I don't know exactly how to eliminate those things in this day. This morning I asked in desperation for God to simply break me, to peel me away, no matter how painfully, from these things that I'm inundated with and always eventually give myself over to, in one form or another. I keep repeating, so that maybe this will become real for me, that "brokenness is knowing God is all I have, hope is knowing that He is all I need, joy is knowing that He is all I want." There's busyness of body and there's busyness of heart. It's the distraction and diversion of the latter that wears me out, disconnects me somehow in a profound way from the Fount, and leaves me flopping around like a wet fish in the cold air - gasping and hopelessly dependent upon Someone to rescue me.
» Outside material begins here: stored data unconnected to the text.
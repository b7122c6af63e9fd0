//! # Robot Configuration
//!
//! Everything the host needs to know about the robot it drives: where the
//! control server listens, how the arms are wired to the servo driver, which
//! GPIO lines light the eyes and antennas, and which backend serves each
//! actuator.
//!
//! ## Example: TOML Configuration
//!
//! ```toml
//! [server]
//! port = 5656
//!
//! [arms.right]
//! channel = 1
//! orientation = "inverted"
//!
//! [gpio]
//! backend = "sysfs"
//! left_eye = 17
//!
//! [motor]
//! backend = "serial"
//! port = "/dev/ttyUSB0"
//! ```
//!
//! Every field has a default, so an empty file (or no file) yields a robot
//! with simulated backends.

// src/config.rs - Single configuration file
use serde::{Deserialize, Serialize};
use std::path::Path;
use std::time::Duration;
use thiserror::Error;

use crate::command::{Angle, Side};
use crate::hardware::servo::Orientation;

#[derive(Debug, Error)]
pub enum ConfigError {
    #[error("IO error: {0}")]
    Io(#[from] std::io::Error),
    #[error("TOML parse error: {0}")]
    Toml(#[from] toml::de::Error),
    #[error("Invalid configuration: {0}")]
    Invalid(String),
}

/// Main configuration struct for the robot host.
#[derive(Debug, Clone, Default, Deserialize, Serialize)]
pub struct Config {
    #[serde(default)]
    pub server: ServerConfig,
    #[serde(default)]
    pub http: HttpConfig,
    #[serde(default)]
    pub engine: EngineConfig,
    #[serde(default)]
    pub timing: TimingConfig,
    #[serde(default)]
    pub arms: ArmsConfig,
    #[serde(default)]
    pub gpio: GpioConfig,
    #[serde(default)]
    pub motor: MotorConfig,
    #[serde(default)]
    pub speech: SpeechConfig,
}

/// Line-oriented control server.
#[derive(Debug, Clone, Deserialize, Serialize)]
pub struct ServerConfig {
    #[serde(default = "default_bind")]
    pub bind: String,
    #[serde(default = "default_port")]
    pub port: u16,
}

impl Default for ServerConfig {
    fn default() -> Self {
        Self {
            bind: default_bind(),
            port: default_port(),
        }
    }
}

/// Optional HTTP status/command API.
#[derive(Debug, Clone, Deserialize, Serialize)]
pub struct HttpConfig {
    #[serde(default)]
    pub enabled: bool,
    #[serde(default = "default_bind")]
    pub bind: String,
    #[serde(default = "default_http_port")]
    pub port: u16,
}

impl Default for HttpConfig {
    fn default() -> Self {
        Self {
            enabled: false,
            bind: default_bind(),
            port: default_http_port(),
        }
    }
}

#[derive(Debug, Clone, Default, Deserialize, Serialize)]
pub struct EngineConfig {
    /// Upper bound on a single action; unbounded when absent.
    #[serde(default)]
    pub action_timeout_secs: Option<f64>,
}

impl EngineConfig {
    /// Per-action bound as a `Duration`.
    ///
    /// Values that cannot form a positive `Duration` (negative, zero, NaN or
    /// too large) are treated as unbounded; `Config::validate` rejects them.
    pub fn action_timeout(&self) -> Option<Duration> {
        let secs = self.action_timeout_secs?;
        match Duration::try_from_secs_f64(secs) {
            Ok(limit) if !limit.is_zero() => Some(limit),
            _ => {
                tracing::warn!("Ignoring unusable action timeout: {}s", secs);
                None
            }
        }
    }
}

#[derive(Debug, Clone, Deserialize, Serialize)]
pub struct TimingConfig {
    /// Interval between one-degree arm steps.
    #[serde(default = "default_arm_tick_ms")]
    pub arm_tick_ms: u64,
    /// Delay before an eye or antenna output changes.
    #[serde(default = "default_settle_ms")]
    pub settle_ms: u64,
}

impl TimingConfig {
    pub fn arm_tick(&self) -> Duration {
        Duration::from_millis(self.arm_tick_ms)
    }

    pub fn settle(&self) -> Duration {
        Duration::from_millis(self.settle_ms)
    }
}

impl Default for TimingConfig {
    fn default() -> Self {
        Self {
            arm_tick_ms: default_arm_tick_ms(),
            settle_ms: default_settle_ms(),
        }
    }
}

#[derive(Debug, Clone, Deserialize, Serialize)]
pub struct ArmsConfig {
    #[serde(default = "default_left_arm")]
    pub left: ArmConfig,
    #[serde(default = "default_right_arm")]
    pub right: ArmConfig,
}

impl ArmsConfig {
    pub fn arm(&self, side: Side) -> &ArmConfig {
        match side {
            Side::Left => &self.left,
            Side::Right => &self.right,
        }
    }
}

impl Default for ArmsConfig {
    fn default() -> Self {
        Self {
            left: default_left_arm(),
            right: default_right_arm(),
        }
    }
}

/// One arm servo on the servo driver board.
#[derive(Debug, Clone, Deserialize, Serialize)]
pub struct ArmConfig {
    pub channel: u8,
    #[serde(default)]
    pub orientation: Orientation,
    #[serde(default = "default_initial_angle")]
    pub initial_angle: Angle,
}

#[derive(Debug, Clone, Copy, PartialEq, Eq, Default, Deserialize, Serialize)]
#[serde(rename_all = "lowercase")]
pub enum GpioBackendKind {
    #[default]
    Simulated,
    Sysfs,
}

#[derive(Debug, Clone, Deserialize, Serialize)]
pub struct GpioConfig {
    #[serde(default)]
    pub backend: GpioBackendKind,
    #[serde(default = "default_sysfs_root")]
    pub sysfs_root: String,
    #[serde(default = "default_left_eye")]
    pub left_eye: u32,
    #[serde(default = "default_right_eye")]
    pub right_eye: u32,
    #[serde(default = "default_left_antenna")]
    pub left_antenna: u32,
    #[serde(default = "default_right_antenna")]
    pub right_antenna: u32,
}

impl GpioConfig {
    pub fn eye_pin(&self, side: Side) -> u32 {
        match side {
            Side::Left => self.left_eye,
            Side::Right => self.right_eye,
        }
    }

    pub fn antenna_pin(&self, side: Side) -> u32 {
        match side {
            Side::Left => self.left_antenna,
            Side::Right => self.right_antenna,
        }
    }

    pub fn pins(&self) -> [u32; 4] {
        [self.left_eye, self.right_eye, self.left_antenna, self.right_antenna]
    }
}

impl Default for GpioConfig {
    fn default() -> Self {
        Self {
            backend: GpioBackendKind::default(),
            sysfs_root: default_sysfs_root(),
            left_eye: default_left_eye(),
            right_eye: default_right_eye(),
            left_antenna: default_left_antenna(),
            right_antenna: default_right_antenna(),
        }
    }
}

#[derive(Debug, Clone, Copy, PartialEq, Eq, Default, Deserialize, Serialize)]
#[serde(rename_all = "lowercase")]
pub enum MotorBackendKind {
    #[default]
    Simulated,
    Serial,
}

/// Motor controller on a serial line.
#[derive(Debug, Clone, Deserialize, Serialize)]
pub struct MotorConfig {
    #[serde(default)]
    pub backend: MotorBackendKind,
    #[serde(default = "default_motor_port")]
    pub port: String,
    #[serde(default = "default_baud")]
    pub baud: u32,
}

impl Default for MotorConfig {
    fn default() -> Self {
        Self {
            backend: MotorBackendKind::default(),
            port: default_motor_port(),
            baud: default_baud(),
        }
    }
}

#[derive(Debug, Clone, Copy, PartialEq, Eq, Default, Deserialize, Serialize)]
#[serde(rename_all = "lowercase")]
pub enum SpeechBackendKind {
    #[default]
    Simulated,
    Command,
}

/// Speech playback through an external program that receives the text as its last argument.
#[derive(Debug, Clone, Deserialize, Serialize)]
pub struct SpeechConfig {
    #[serde(default)]
    pub backend: SpeechBackendKind,
    #[serde(default = "default_speech_program")]
    pub program: String,
    #[serde(default)]
    pub args: Vec<String>,
}

impl Default for SpeechConfig {
    fn default() -> Self {
        Self {
            backend: SpeechBackendKind::default(),
            program: default_speech_program(),
            args: Vec::new(),
        }
    }
}

impl Config {
    pub fn validate(&self) -> Result<(), ConfigError> {
        let pins = self.gpio.pins();
        for (i, pin) in pins.iter().enumerate() {
            if pins[..i].contains(pin) {
                return Err(ConfigError::Invalid(format!("GPIO pin {} is assigned twice", pin)));
            }
        }
        if self.arms.left.channel == self.arms.right.channel {
            return Err(ConfigError::Invalid(format!(
                "Both arms use servo channel {}",
                self.arms.left.channel
            )));
        }
        if self.timing.arm_tick_ms == 0 {
            return Err(ConfigError::Invalid("timing.arm_tick_ms must be > 0".to_string()));
        }
        if let Some(timeout) = self.engine.action_timeout_secs {
            let representable = Duration::try_from_secs_f64(timeout).is_ok_and(|d| !d.is_zero());
            if !(timeout.is_finite() && timeout > 0.0 && representable) {
                return Err(ConfigError::Invalid(format!(
                    "engine.action_timeout_secs must be a positive number of seconds, got {}",
                    timeout
                )));
            }
        }
        Ok(())
    }
}

// Default value functions
fn default_bind() -> String { "0.0.0.0".to_string() }
fn default_port() -> u16 { 5656 }
fn default_http_port() -> u16 { 3000 }
fn default_arm_tick_ms() -> u64 { 10 }
fn default_settle_ms() -> u64 { 50 }
fn default_initial_angle() -> Angle { Angle::OUT }
fn default_left_arm() -> ArmConfig {
    ArmConfig { channel: 0, orientation: Orientation::Normal, initial_angle: default_initial_angle() }
}
fn default_right_arm() -> ArmConfig {
    ArmConfig { channel: 1, orientation: Orientation::Inverted, initial_angle: default_initial_angle() }
}
fn default_sysfs_root() -> String { "/sys/class/gpio".to_string() }
fn default_left_eye() -> u32 { 17 }
fn default_right_eye() -> u32 { 27 }
fn default_left_antenna() -> u32 { 22 }
fn default_right_antenna() -> u32 { 23 }
fn default_motor_port() -> String { "/dev/ttyUSB0".to_string() }
fn default_baud() -> u32 { 9600 }
fn default_speech_program() -> String { "espeak".to_string() }

/// Load and validate configuration from a TOML file at the given path.
pub fn load_config(path: impl AsRef<Path>) -> Result<Config, ConfigError> {
    let path = path.as_ref();
    let contents = std::fs::read_to_string(path).map_err(|e| {
        tracing::error!("Failed to read config file '{}': {}", path.display(), e);
        ConfigError::Io(e)
    })?;
    let config: Config = toml::from_str(&contents).map_err(|e| {
        tracing::error!("Failed to parse config TOML: {}", e);
        ConfigError::Toml(e)
    })?;
    config.validate()?;
    Ok(config)
}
I forget things, like those citizens of Macondo in "100 Years of Solitude" forgot even that God existed and had to paint a large sign to the entrance of the village stating simply, "God Exists." It's not facts so much that I forget, but just these deeper Truths, like who I am, really; that there is a Really Real, a Reality, and that it is expressed in the face and life and death and rebirth of Jesus, the Image of the Invisible God; and that this Image is the One who made me and the One for whom I am made; and that, finally, there is this precious fellowship - bold, good, true, given as a gift but a desperately needed one, like soup for a starving vagrant, a fellowship that loves because the One who is Love abides within and who fights with violence and force because they are the offspring of the Lion of Judah. Everything else is illusion.
Why, then, does everything else feel weightier than these?